- Theatrical poster
- Directed by: Tatsumi Kumashiro
- Written by: Tatsumi Kumashiro
- Starring: Hatsue Tonooka
- Cinematography: Shinsaku Himeda
- Edited by: Akira Suzuki
- Music by: Riichiro Manabe
- Distributed by: Nikkatsu
- Release date: April 13, 1968;
- Running time: 94 min.
- Country: Japan
- Language: Japanese

= Front Row Life =

Front Row Life (かぶりつき人生, Kaburitsuki jinsei) Fan Life, Front Row, A Thirsty Life and Life of a Striptease Love is a 1968 Japanese film directed by Tatsumi Kumashiro.
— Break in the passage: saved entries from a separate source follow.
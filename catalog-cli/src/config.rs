//! Environment-driven configuration.
//!
//! Variables are read from the process environment after loading a `.env`
//! file from the working directory, if present:
//!
//! ```env
//! CATALOG_URL=https://shop.example/api/items   # omit to browse the demo catalog
//! CATALOG_PAGE_SIZE=12
//! CATALOG_TIMEOUT_SECS=10
//! CATALOG_LOG_LEVEL=debug
//! ```

use std::time::Duration;

use catalog_lib::source::DEFAULT_PAGE_SIZE;
use catalog_lib::source::SourceConfig;
use simplelog::LevelFilter;
use thiserror::Error;

const URL_VAR: &str = "CATALOG_URL";
const PAGE_SIZE_VAR: &str = "CATALOG_PAGE_SIZE";
const TIMEOUT_VAR: &str = "CATALOG_TIMEOUT_SECS";
const LOG_LEVEL_VAR: &str = "CATALOG_LOG_LEVEL";

/// Configuration error type.
#[derive(Debug, Error, PartialEq, Eq)]
pub enum ConfigError {
    #[error("{var} must be a positive whole number, got '{value}'")]
    InvalidNumber { var: &'static str, value: String },
    #[error("CATALOG_LOG_LEVEL must be one of off, error, warn, info, debug, trace; got '{0}'")]
    InvalidLogLevel(String),
}

/// Settings for one run of the CLI.
#[derive(Debug, Clone, PartialEq)]
pub struct CliConfig {
    /// Remote catalog endpoint; the demo catalog is used when unset.
    pub url: Option<String>,
    pub page_size: usize,
    pub timeout: Option<Duration>,
    pub log_level: LevelFilter,
}

impl Default for CliConfig {
    fn default() -> Self {
        Self {
            url: None,
            page_size: DEFAULT_PAGE_SIZE,
            timeout: Some(Duration::from_secs(10)),
            log_level: LevelFilter::Info,
        }
    }
}

impl CliConfig {
    /// Load from `.env` and the process environment.
    pub fn from_env() -> Result<Self, ConfigError> {
        let _ = dotenvy::dotenv();
        Self::from_lookup(|var| std::env::var(var).ok())
    }

    /// Load using `lookup` to resolve variables.
    pub fn from_lookup(lookup: impl Fn(&str) -> Option<String>) -> Result<Self, ConfigError> {
        let mut config = Self::default();
        let get = |var: &str| lookup(var).filter(|v| !v.trim().is_empty());

        config.url = get(URL_VAR);
        if let Some(value) = get(PAGE_SIZE_VAR) {
            config.page_size = positive(PAGE_SIZE_VAR, &value)? as usize;
        }
        if let Some(value) = get(TIMEOUT_VAR) {
            config.timeout = Some(Duration::from_secs(positive(TIMEOUT_VAR, &value)?));
        }
        if let Some(value) = get(LOG_LEVEL_VAR) {
            config.log_level = value
                .trim()
                .parse()
                .map_err(|_| ConfigError::InvalidLogLevel(value.clone()))?;
        }
        Ok(config)
    }

    /// Build the record source config, if a remote catalog is configured.
    pub fn source_config(&self) -> Option<SourceConfig> {
        let url = self.url.as_ref()?;
        let mut config = SourceConfig::new(url.trim()).with_page_size(self.page_size);
        if let Some(timeout) = self.timeout {
            config = config.with_timeout(timeout);
        }
        Some(config)
    }
}

fn positive(var: &'static str, value: &str) -> Result<u64, ConfigError> {
    match value.trim().parse::<u64>() {
        Ok(n) if n > 0 => Ok(n),
        _ => Err(ConfigError::InvalidNumber {
            var,
            value: value.to_string(),
        }),
    }
}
The Roman Porno director's first film, it was a box-office failure, and stalled his directing career until 1972.

==Synopsis==
Based on the 1964 novel of the same name by Komimasa Tanaka, the film tells the story of a strip-teaser, and her daughter who wishes to join her mother's profession.

==Cast==
- Hatsue Tonooka: 笑子
- Shizu Niwa (aka Shizu Tanba): 洋子
- Shuntaro Tamamura: 勝チン
- Yoshihiro Nakadai: 坂本っちゃん
- Hiroko Hanae: 秋子
- Yukimasa Natori: 恭やん
- Masanori Nagase: 倉さん
- Tatsuo Mizuki: ふとん屋
- Hiroshi Ichimura: 若いやくざ
- Takeshi Yoshida: 錦ちゃん
- Hisako Nitta
- Bonji Masuda

==Production==
Tatsumi Kumashiro had been working at Nikkatsu as an assistant director and screenwriter when he was given his first chance to direct, at the age of 41. Front Row Life gained positive reviews from critics, but was not popular with the public. As a result of the film's failure, Nikkatsu returned Kumashiro to assistant directing and scripting. Kumashiro was given his second chance to direct in 1972 after the studio had decided to take over the pink film genre by devoting its resources almost entirely to the output of Roman Porno films. This second film, Wet Lips was a success, and Kumashiro's string of pink blockbusters, which lasted over two-decades, had begun. Kumashiro and leading lady Hatsue Tonooka were married the year the film was released, but were divorced after only a few months.

==Bibliography==

===English===
- Fentone, Steve (1998). "A Rip of the Flesh: The Japanese 'Pink Film' Cycle"
- "KABURITSUKI JINSEI"
- Sharp, Jasper (2008). "Behind the Pink Curtain: The Complete History of Japanese Sex Cinema"
- Weisser, Thomas (1998). "Japanese Cinema Encyclopedia: The Sex Films"

===Japanese===
- "Variety Japan"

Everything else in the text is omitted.